I think where New Years resolutions go wrong is when they become a measure of success, achievement, or self-worth. A list of specific things that you are going to achieve, for example losing 20 lbs, eating 5 apples a week, or working out every day, that if you don’t achieve very precisely mean that you have somehow failed. If the resolutions were in fact achievable this could conceivably lead to beneficial changes, but there is a tendency even pressure, to set resolutions that are not realistic or sustainable and therefore not achievable. These kinds of resolutions often do more harm than good by making us feel badly about ourselves instead of empowering us.
Culturally there is a tendency toward negative goal setting, meaning goals that are set from places of insecurity or in an attempt to “fix failures” instead of goals that try to bolster our self-esteem and come from an improvement mindset. For example, instead of saying, “This year I want to continue to focus on my physical health and do things that result in feeling good in my body”, we often create resolutions more like, “This year I will lose 20 lbs”.
Even the word resolution has a strictness to it, go ahead google it. It describes an inflexible decision that doesn’t allow for the constant change that exists in life or human nature. These resolutions set us up for failure by so narrowly defining success.
In response to this you might be saying, “But if I don’t have specific goals, then how will I know if I have met them?”. I have 2 answers to this:
1. I think we need to be a little less hyper focused on achievement, productivity, and success overall. And therefore you shouldn’t worry so much about meeting every goal to an exactitude. (If you’d like to read more about this check out this post).
2. You can assess your progress by broader measures such as feelings of contentment, happiness, even feeling proud of yourself, to help decide if you have met your goal instead of exact measures like numbers. I think reflection is just as powerful a tool as precise measurement.
I do think there is a more positive side to resolutions that is worth exploring. It is simply to think about our broader goals and visions for our lives, even feelings that we want to cultivate in the year to come. I prefer to make resolutions, if you can call them that, which are less specific and more about redirecting the continual journey of living a life that makes me happy and fulfilled and contributes positively to the world around me. It’s more about acting intentionally than specific actions.

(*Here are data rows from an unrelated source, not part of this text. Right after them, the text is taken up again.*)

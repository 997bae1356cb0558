/// Logger configuration, built from the parsed command line
use super::levels::LogLevel;
use super::tags::LogTag;
use once_cell::sync::Lazy;
use parking_lot::RwLock;
use std::collections::HashSet;

#[derive(Debug, Clone)]
pub struct LoggerConfig {
    /// Minimum level shown (Info by default)
    pub min_level: LogLevel,
    /// Tags with debug output enabled (`--debug <tag>`)
    pub debug_tags: HashSet<String>,
    /// Tags with verbose output enabled (`--verbose-tags <tag>`)
    pub verbose_tags: HashSet<String>,
    /// When non-empty, only these tags are shown
    pub enabled_tags: HashSet<String>,
    /// Optional log file path (`--log-file <path>`)
    pub file_path: Option<String>,
}

impl Default for LoggerConfig {
    fn default() -> Self {
        Self {
            min_level: LogLevel::Info,
            debug_tags: HashSet::new(),
            verbose_tags: HashSet::new(),
            enabled_tags: HashSet::new(),
            file_path: None,
        }
    }
}

static LOGGER_CONFIG: Lazy<RwLock<LoggerConfig>> =
    Lazy::new(|| RwLock::new(LoggerConfig::default()));

pub fn get_logger_config() -> LoggerConfig {
    LOGGER_CONFIG.read().clone()
}

pub fn set_logger_config(config: LoggerConfig) {
    *LOGGER_CONFIG.write() = config;
}

pub(super) fn is_debug_enabled_for_tag(tag: &LogTag) -> bool {
    let config = LOGGER_CONFIG.read();
    config.min_level == LogLevel::Verbose || config.debug_tags.contains(&tag.to_debug_key())
}

pub(super) fn is_verbose_enabled_for_tag(tag: &LogTag) -> bool {
    LOGGER_CONFIG.read().verbose_tags.contains(&tag.to_debug_key())
}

This process involves reflection, introspection, visioning, and can include coming up with a multitude of ways these changes could be made. I also think framing things in “I want or hope…” terms, might also be better than “I will…”, because they allow for adaptability.
My Personal Resolutions
Keeping all of this in mind, here are some visions and hopes I have for my personal life in this next year:
- I want to feel more present.
- I want to have more feelings of peace and rest, and allow myself the space to let go of unfair self-imposed expectations.

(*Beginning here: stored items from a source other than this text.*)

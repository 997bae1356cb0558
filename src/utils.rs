/// Format node uptime as `<d>d, HH:MM:SS`
///
/// Negative input (clock skew on the node side) renders as `00:00:00:00`.
pub fn format_uptime(total_seconds: i64) -> String {
    if total_seconds < 0 {
        return "00:00:00:00".to_string();
    }

    let days = total_seconds / 86_400;
    let hours = (total_seconds % 86_400) / 3_600;
    let minutes = (total_seconds % 3_600) / 60;
    let seconds = total_seconds % 60;

    format!("{}d, {:02}:{:02}:{:02}", days, hours, minutes, seconds)
}

/// True for a 64-character hex string (block or transaction hash)
pub fn is_hex_hash(value: &str) -> bool {
    value.len() == 64 && value.chars().all(|c| c.is_ascii_hexdigit())
}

- I want to feel more free to experiment and dream big, to let go of the reigns and just see where life takes me.
- I want to maintain healthy boundaries with work and in my relationships.
- I want to continue to pursue an authentic fully-realized version of myself.

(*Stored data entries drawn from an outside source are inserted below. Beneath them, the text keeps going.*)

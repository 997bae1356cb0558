//! Cached access to the dashboard snapshot
//!
//! Every reader (broadcast ticks, HTTP, newly joined sockets) goes through
//! here, so all of them share the cache's single in-flight fetch.
use super::aggregator::Aggregator;
use super::models::GlobalResponse;
use crate::cache::{CacheConfig, CacheStatsSnapshot, DashboardCache};
use crate::errors::CacheError;
use std::convert::Infallible;

#[derive(Clone)]
pub struct DashboardService {
    aggregator: Aggregator,
    cache: DashboardCache,
}

impl DashboardService {
    pub fn new(aggregator: Aggregator, cache_config: CacheConfig) -> Self {
        Self {
            aggregator,
            cache: DashboardCache::new(cache_config),
        }
    }

    pub async fn snapshot(&self) -> Result<GlobalResponse, CacheError> {
        let aggregator = self.aggregator.clone();
        self.cache
            .get_or_fetch(move || async move { Ok::<_, Infallible>(aggregator.fetch().await) })
            .await
    }

    pub fn invalidate(&self) {
        self.cache.invalidate_all();
    }

    pub fn cache_stats(&self) -> CacheStatsSnapshot {
        self.cache.stats()
    }

    pub fn aggregator(&self) -> &Aggregator {
        &self.aggregator
    }
}

#[cfg(test)]
mod tests {
    use super::*;
    use crate::rpc::testing::MockNode;
    use crate::rpc::types::GET_PEER_INFO;
    use crate::rpc::RpcGateway;
    use std::time::Duration;

    #[tokio::test(start_paused = true)]
    async fn test_concurrent_readers_issue_one_round_of_calls() {
        let node = MockNode::healthy();
        node.delay(GET_PEER_INFO, Duration::from_millis(100));
        let gateway = RpcGateway::new(node.clone(), Duration::from_secs(1));
        let service = DashboardService::new(
            Aggregator::new(gateway, false),
            CacheConfig::from_poll_interval(5000, 100, 1),
        );

        let results = futures::future::join_all((0..5).map(|_| service.snapshot())).await;

        assert_eq!(node.calls_for(GET_PEER_INFO), 1);
        assert_eq!(node.total_calls(), 7);
        let first = results[0].clone().unwrap();
        for result in results {
            assert_eq!(result.unwrap(), first);
        }

        service.invalidate();
        service.snapshot().await.unwrap();
        assert_eq!(node.calls_for(GET_PEER_INFO), 2);
    }
}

- I want deepen my connections with those I care for.
- To continue to focus on feeling well mentally and physically.
- Continuing to seek more profound spiritual experiences, diving more deeply into my faith.
What is coming up for HBLogs in 2021?
When it comes to career and business, there is even more pressure to have concrete goals for the New Year. Things like: get to (insert number here) subscribers, write X many articles etc. But I don’t want my career and business to come down to numbers, although numbers can help us assess whether others are enjoying our content, it can also create so much stress that we lose sight of why we started creating in the first place. This year, I don’t want to focus too much on the numbers, as at times I did this past year.
I want to dig deeper into why I made HBLogs which was to share my experiences in trying to find a better way to live, one that not only makes me happy, but leads to a more profound sense of fulfillment, and contributes to a more ethical world for everyone. And by sharing these thoughts and experiences, to help others live a life that works to better their mental and physical wellbeing and leads to a more fulfilled existence. I want to contribute to a world where we don’t just move through life but live it and live it well in all senses of the word.
A little more specifically, I also want to have more space for creativity, particularly creative writing and art, to accompany and further express my reflections on life. As part of this I will be launching a lot of new content and projects in the new year and I can’t wait to share them with all of you and to see what you think of them!
I have so many dreams and wishes for where I want to see this blog go. Certainly more than I can fit into one year. My biggest hope and goal is to continue to foster growth in this community and space, and being open to what form and direction that might take.
Wherever you are I’m wishing you a Happy New Year from the bottom of my heart. We did it, we made it through to the other side of 2020! As I said to my colleagues on the last day of work, “We made it to the finish line!”.
I hope the energy and promise of the new year gives you even just a sprinkle of rejuvenation and maybe even some healing from the hardships of this past year. I for one can’t wait to see where it takes us, and no matter what, it’s sure to be an adventure.